Journalists hounded him.’ Her voice crackles.
‘They hoped that by having a “bad English guy” linked to the case, tourists would come back to the region once more since the locals were trustworthy. It was political.’
As well as the many police interviews, he was dragged in front of the board of school governors, and the media wanted a pound of flesh.
Journalists huddled in a cloud of cigarette smoke outside their house.
Paparazzi snapped pictures of him with his coat over his head as he leapt into his car.
They made him look guilty. It was relentless.
‘My dad was a proud man who was let down by everyone. He was humiliated, publicly. This was fifteen years ago, remember, the world was different. His reputation, built up over a lifetime, was irreparably tarnished and he could do nothing to stop it.’

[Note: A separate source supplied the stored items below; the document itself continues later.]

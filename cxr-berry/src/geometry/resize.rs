use super::{non_empty_shape, SizeChange, SizeChanges};
use crate::{Idx2d, NormError, NormResult, Spacing};
use ndarray::{s, Array2, ArrayView2};

/// 一维重采样的查找表项: (左邻索引, 右邻索引, 右邻权重).
type Tap = (usize, usize, f64);

/// 以像素中心对齐的方式, 为长度 `out_len` 的输出计算每个位置在长度 `in_len` 输入上的插值位置.
/// 超出输入范围的位置被截断到边缘像素.
fn taps(in_len: usize, out_len: usize) -> Vec<Tap> {
    let scale = in_len as f64 / out_len as f64;
    let last = (in_len - 1) as f64;
    (0..out_len)
        .map(|i| {
            let src = ((i as f64 + 0.5) * scale - 0.5).clamp(0.0, last);
            let i0 = src.floor() as usize;
            let i1 = (i0 + 1).min(in_len - 1);
            (i0, i1, src - i0 as f64)
        })
        .collect()
}

/// 双线性重采样到形状 `to`. 由调用者保证输入和输出均非空.
pub(super) fn resize_bilinear(image: ArrayView2<f64>, to: Idx2d) -> Array2<f64> {
    let (h, w) = image.dim();
    if (h, w) == to {
        return image.to_owned();
    }
    let rows = taps(h, to.0);
    let cols = taps(w, to.1);
    Array2::from_shape_fn(to, |(oh, ow)| {
        let (r0, r1, ty) = rows[oh];
        let (c0, c1, tx) = cols[ow];
        let top = image[(r0, c0)] * (1.0 - tx) + image[(r0, c1)] * tx;
        let bottom = image[(r1, c0)] * (1.0 - tx) + image[(r1, c1)] * tx;
        top * (1.0 - ty) + bottom * ty
    })
}

/// 在四周填充 0. `(top, bottom, left, right)` 为各边填充量.
pub(super) fn pad_zeros(
    image: ArrayView2<f64>,
    (top, bottom, left, right): (usize, usize, usize, usize),
) -> Array2<f64> {
    let (h, w) = image.dim();
    let mut out = Array2::zeros((h + top + bottom, w + left + right));
    out.slice_mut(s![top..top + h, left..left + w]).assign(&image);
    out
}

/// 保持宽高比时, 使长边等于 `long_edge` 的新形状. 短边四舍五入, 至少为 1.
fn aspect_shape((h, w): Idx2d, long_edge: usize) -> Idx2d {
    let scale = long_edge as f64 / h.max(w) as f64;
    let short = |len: usize| ((len as f64 * scale).round() as usize).max(1);
    if h >= w {
        (long_edge, short(w))
    } else {
        (short(h), long_edge)
    }
}

/// 保持宽高比缩放, 使长边等于 `target_long_edge`.
///
/// 像素间距按各方向的 `旧长度 / 新长度` 更新. 若 `pad` 为 `true`,
/// 则随后在短边两侧对称地填充 0 (多出的一个像素放在下侧 / 右侧) 得到正方形,
/// 并产生一条 [`SizeChange::ResizePad`] 记录; 否则产生一条 [`SizeChange::Resize`] 记录.
pub fn resize_preserve_aspect(
    image: ArrayView2<f64>,
    spacing: Spacing,
    target_long_edge: usize,
    pad: bool,
) -> NormResult<(Array2<f64>, Spacing, SizeChanges)> {
    let from = non_empty_shape(image)?;
    if target_long_edge == 0 {
        return Err(NormError::InvalidTargetSize(target_long_edge));
    }

    let resized = aspect_shape(from, target_long_edge);
    let new_spacing = spacing.resampled(from, resized);
    let out = resize_bilinear(image, resized);
    log::debug!("缩放: {from:?} -> {resized:?}, 填充: {pad}");

    if !pad {
        let changes = SizeChanges::from(vec![SizeChange::Resize { from, to: resized }]);
        return Ok((out, new_spacing, changes));
    }

    let (rh, rw) = resized;
    let (dh, dw) = (target_long_edge - rh, target_long_edge - rw);
    let (top, left) = (dh / 2, dw / 2);
    let (bottom, right) = (dh - top, dw - left);
    let padded = pad_zeros(out.view(), (top, bottom, left, right));
    let changes = SizeChanges::from(vec![SizeChange::ResizePad {
        from,
        resized,
        top,
        bottom,
        left,
        right,
    }]);
    Ok((padded, new_spacing, changes))
}

/// 缩放使长边等于 `size` (保持宽高比), 再对称填充为 `size x size` 的正方形.
#[inline]
pub fn resize_long_edge_and_pad_to_square(
    image: ArrayView2<f64>,
    spacing: Spacing,
    size: usize,
) -> NormResult<(Array2<f64>, Spacing, SizeChanges)> {
    resize_preserve_aspect(image, spacing, size, true)
}

#[cfg(test)]
mod tests {
    use super::{
        aspect_shape, resize_bilinear, resize_long_edge_and_pad_to_square, resize_preserve_aspect,
    };
    use crate::geometry::SizeChange;
    use crate::{NormError, Spacing};
    use approx::assert_relative_eq;
    use ndarray::{array, Array2};

    #[test]
    fn test_aspect_shape() {
        assert_eq!(aspect_shape((3000, 2500), 2048), (2048, 1707));
        assert_eq!(aspect_shape((2500, 3000), 2048), (1707, 2048));
        assert_eq!(aspect_shape((100, 100), 256), (256, 256));
        assert_eq!(aspect_shape((1, 5000), 256), (1, 256));
    }

    #[test]
    fn test_bilinear_identity_and_constant() {
        let img = Array2::from_shape_fn((5, 7), |(h, w)| (h * 7 + w) as f64);
        assert_eq!(resize_bilinear(img.view(), (5, 7)), img);

        let flat = Array2::from_elem((9, 4), -2.5);
        let out = resize_bilinear(flat.view(), (20, 3));
        assert!(out.iter().all(|&v| (v + 2.5).abs() < 1e-12));
    }

    #[test]
    fn test_bilinear_upsample_ramp() {
        // 2 -> 4 的线性插值, 像素中心对齐且边缘截断.
        let img = array![[0.0, 4.0]];
        let out = resize_bilinear(img.view(), (1, 4));
        assert_eq!(out, array![[0.0, 1.0, 3.0, 4.0]]);
    }

    #[test]
    fn test_spacing_consistency() {
        let img = Array2::from_elem((300, 400), 1.0);
        let spacing = Spacing::new(0.2, 0.25).unwrap();
        let (out, new_spacing, changes) =
            resize_preserve_aspect(img.view(), spacing, 256, false).unwrap();
        assert_eq!(out.dim(), (192, 256));
        assert_relative_eq!(new_spacing.col(), 0.25 * (400.0 / 256.0), epsilon = 1e-12);
        assert_relative_eq!(new_spacing.row(), 0.2 * (300.0 / 192.0), epsilon = 1e-12);
        assert_eq!(
            changes.as_slice(),
            &[SizeChange::Resize {
                from: (300, 400),
                to: (192, 256)
            }]
        );
    }

    #[test]
    fn test_pad_to_square() {
        for size in [256usize, 512, 1024] {
            for shape in [(300, 700), (701, 300), (50, 50), (3, 1)] {
                let img = Array2::from_elem(shape, 7.0);
                let spacing = Spacing::isotropic(0.3).unwrap();
                let (out, _, changes) =
                    resize_long_edge_and_pad_to_square(img.view(), spacing, size).unwrap();
                assert_eq!(out.dim(), (size, size));
                assert_eq!(changes.len(), 1);
                assert_eq!(changes.as_slice()[0].output_shape(), Some((size, size)));
            }
        }
    }

    #[test]
    fn test_pad_is_symmetric() {
        let img = Array2::from_elem((2, 5), 1.0);
        let spacing = Spacing::isotropic(1.0).unwrap();
        let (out, _, changes) =
            resize_long_edge_and_pad_to_square(img.view(), spacing, 10).unwrap();
        assert_eq!(
            changes.as_slice(),
            &[SizeChange::ResizePad {
                from: (2, 5),
                resized: (4, 10),
                top: 3,
                bottom: 3,
                left: 0,
                right: 0
            }]
        );
        assert_eq!(out[(2, 4)], 0.0);
        assert_eq!(out[(3, 4)], 1.0);
        assert_eq!(out[(6, 9)], 1.0);
        assert_eq!(out[(7, 0)], 0.0);
    }

    #[test]
    fn test_invalid_target() {
        let img = Array2::from_elem((2, 5), 1.0);
        let spacing = Spacing::isotropic(1.0).unwrap();
        assert_eq!(
            resize_preserve_aspect(img.view(), spacing, 0, false).unwrap_err(),
            NormError::InvalidTargetSize(0)
        );
        let empty = Array2::<f64>::zeros((0, 5));
        assert_eq!(
            resize_preserve_aspect(empty.view(), spacing, 10, true).unwrap_err(),
            NormError::EmptyImage
        );
    }
}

They sit in silence. Fenna is the first to speak.
‘But you came here, despite all this.’
‘I had to.’ She accepts the tissue Fenna pulls from the packet tucked in the hood of the pushchair.
Alba presents her with a bunch of colourful weeds, crushed in her sticky palm. Rosie smiles and dabs her eyes.
‘I know my dad didn’t have anything to do with Dani’s disappearance. I just don’t know who does.’ Rosie sniffs, staring up at the imposing Tuscan farmhouse. ‘I wanted to be proven wrong. I wanted to discover the Frasers have nothing to hide, but then Carla went missing.’